* **Your assignment**:
Work out how many lines in the data hold the string "seconds". Reply with only that number.

··· The records ···

//! Adaptive rate limiting against GitHub's quota window.
//!
//! GitHub reports the caller's remaining quota on every response:
//!
//! | Header | Meaning |
//! |--------|---------|
//! | `x-ratelimit-remaining` | Calls left in the current window |
//! | `x-ratelimit-reset` | Window reset, in epoch seconds |
//! | `x-ratelimit-limit` | Calls allowed per window |
//!
//! [`RateLimiter`] keeps the latest of these in a [`RateLimitState`] behind
//! an async mutex. Before each request, [`RateLimiter::check_rate_limit`]
//! holds the mutex while it decides (and, if needed, waits), so concurrent
//! callers cannot all observe the same stale quota and proceed together.
//!
//! Two wait ceilings apply:
//!
//! - [`MAX_PREDICTIVE_WAIT`] (60s) for throttling before a request is sent
//! - [`MAX_REACTIVE_WAIT`] (120s) after GitHub has actually rejected a call
//!
//! Waits longer than the ceiling fail fast with [`Error::RateLimited`].

use std::time::Duration;

use chrono::{DateTime, TimeDelta, Utc};
use ghtools_config::RateLimitConfig;
use tokio::sync::Mutex;
use tokio_util::sync::CancellationToken;
use tracing::{debug, instrument, warn};

use crate::api::ResponseHeaders;
use crate::error::{Error, Result};
use crate::timeout::{SafeTimeout, TimeoutOutcome};

/// Header with the calls left in the current window.
pub const HEADER_REMAINING: &str = "x-ratelimit-remaining";

/// Header with the window reset time, in epoch seconds.
pub const HEADER_RESET: &str = "x-ratelimit-reset";

/// Header with the calls allowed per window.
pub const HEADER_LIMIT: &str = "x-ratelimit-limit";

···

* **Expected output**:
2